The Hill cipher is the principal tester encryption which has certain benefits in secure key encryption. Still, it is unresisting to recognized readable text spasms. An alternative setback is that an unavoidable key matrix is required for decryption and it is not seemly for encrypting a plaintext comprising of nil. The objective of this work is to amend the present Hill cipher to overwhelm these problems. Analysis of earlier outcomes showed that the prevailing Hill algorithms are not yet satisfactory. Specific of these algorithms are quite vulnerable to recognized plaintext. On the added, specific of these algorithms have enhanced alteration attributes and as a result, they are more resistant compared to recognized plaintext attacks.
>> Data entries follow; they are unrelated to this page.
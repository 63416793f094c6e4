//! XTF to TIFF conversion configuration types

/// TIFF compression methods
#[derive(Debug, Clone, Copy)]
pub enum TiffCompression {
    /// No compression (fastest, largest file)
    None,
    /// LZW compression (slow, good compression)
    Lzw,
    /// Deflate compression - fast level (good speed/size balance)
    DeflateFast,
    /// Deflate compression - best compression (slower)
    DeflateBest,
    /// Deflate compression - balanced (default)
    DeflateBalanced,
}

/// Configuration for XTF to TIFF conversion
#[derive(Debug, Clone)]
pub struct ConversionConfig {
    /// Compression method to use
    pub compression: TiffCompression,
    /// Predictor value for compression (typically 2 for horizontal differencing)
    pub predictor: Option<u16>,
    /// Whether to reject empty or oversized images before encoding
    pub validate_dimensions: bool,
    /// Largest accepted width or height
    pub max_dimension: Option<usize>,
    /// Lay port and starboard side by side (false renders port only)
    pub combine_channels: bool,
    /// Track the bottom and write the ground-range image instead of the waterfall
    pub slant_correct: bool,
    /// Gamma applied to the final image
    pub gamma: Option<f64>,
}

impl Default for ConversionConfig {
    fn default() -> Self {
        Self {
            compression: TiffCompression::None,
            predictor: None,
            validate_dimensions: true,
            max_dimension: Some(65535),
            combine_channels: true,
            slant_correct: true,
            gamma: None,
        }
    }
}

impl ConversionConfig {
    pub fn builder() -> ConversionConfigBuilder {
        ConversionConfigBuilder::default()
    }
}

/// Builder for ConversionConfig
#[derive(Default)]
pub struct ConversionConfigBuilder {
    compression: Option<TiffCompression>,
    predictor: Option<Option<u16>>,
    validate_dimensions: Option<bool>,
    max_dimension: Option<Option<usize>>,
    combine_channels: Option<bool>,
    slant_correct: Option<bool>,
    gamma: Option<Option<f64>>,
}

impl ConversionConfigBuilder {
    pub fn compression(mut self, compression: TiffCompression) -> Self {
        self.compression = Some(compression);
        self
    }

    pub fn predictor(mut self, predictor: Option<u16>) -> Self {
        self.predictor = Some(predictor);
        self
    }

    pub fn validate_dimensions(mut self, validate: bool) -> Self {
        self.validate_dimensions = Some(validate);
        self
    }

    pub fn max_dimension(mut self, max: Option<usize>) -> Self {
        self.max_dimension = Some(max);
        self
    }

    pub fn combine_channels(mut self, combine: bool) -> Self {
        self.combine_channels = Some(combine);
        self
    }

    pub fn slant_correct(mut self, enable: bool) -> Self {
        self.slant_correct = Some(enable);
        self
    }

    pub fn gamma(mut self, gamma: Option<f64>) -> Self {
        self.gamma = Some(gamma);
        self
    }

    pub fn build(self) -> ConversionConfig {
        let default = ConversionConfig::default();
        ConversionConfig {
            compression: self.compression.unwrap_or(default.compression),
            predictor: self.predictor.unwrap_or(default.predictor),
            validate_dimensions: self.validate_dimensions.unwrap_or(default.validate_dimensions),
            max_dimension: self.max_dimension.unwrap_or(default.max_dimension),
            combine_channels: self.combine_channels.unwrap_or(default.combine_channels),
            slant_correct: self.slant_correct.unwrap_or(default.slant_correct),
            gamma: self.gamma.unwrap_or(default.gamma),
        }
    }
}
However, these improved Hill cipher algorithms have the degenerate matrices key problem. Additionally, these algorithms are not suitable for entirely zeroes readable block encryption. In this paper, a Neoteric Strategy of Hill Cipher is proposed which applies to the invertible key matrix. Exploration of the projected algorithm is carried out via non-invertible key matrix approaches that are comparative different to understand. Preceding exploration focused on hill cipher using symmetric/asymmetric key algorithm. When the user encodes the plain text message using the hill cipher technique then the user can do, but when a user decodes the ciphertext message then some vulnerability arises. This analysis put forward to usage the hill cipher act in qualitative approach in evaluating the different vulnerabilities as an inversion of key matrix. In this exploration, a user has no trouble identifying the inversion of the key matrix when a key matrix is invertible for decryption. In previous work, there is a crisis to generate the inverse key matrix when the matrix is non-invertible because when the matrix is non-invertible means it's determinative is zero and in hill cipher determinative shows a vital role in decode. Then when it is zero then how a user can decrypt the message.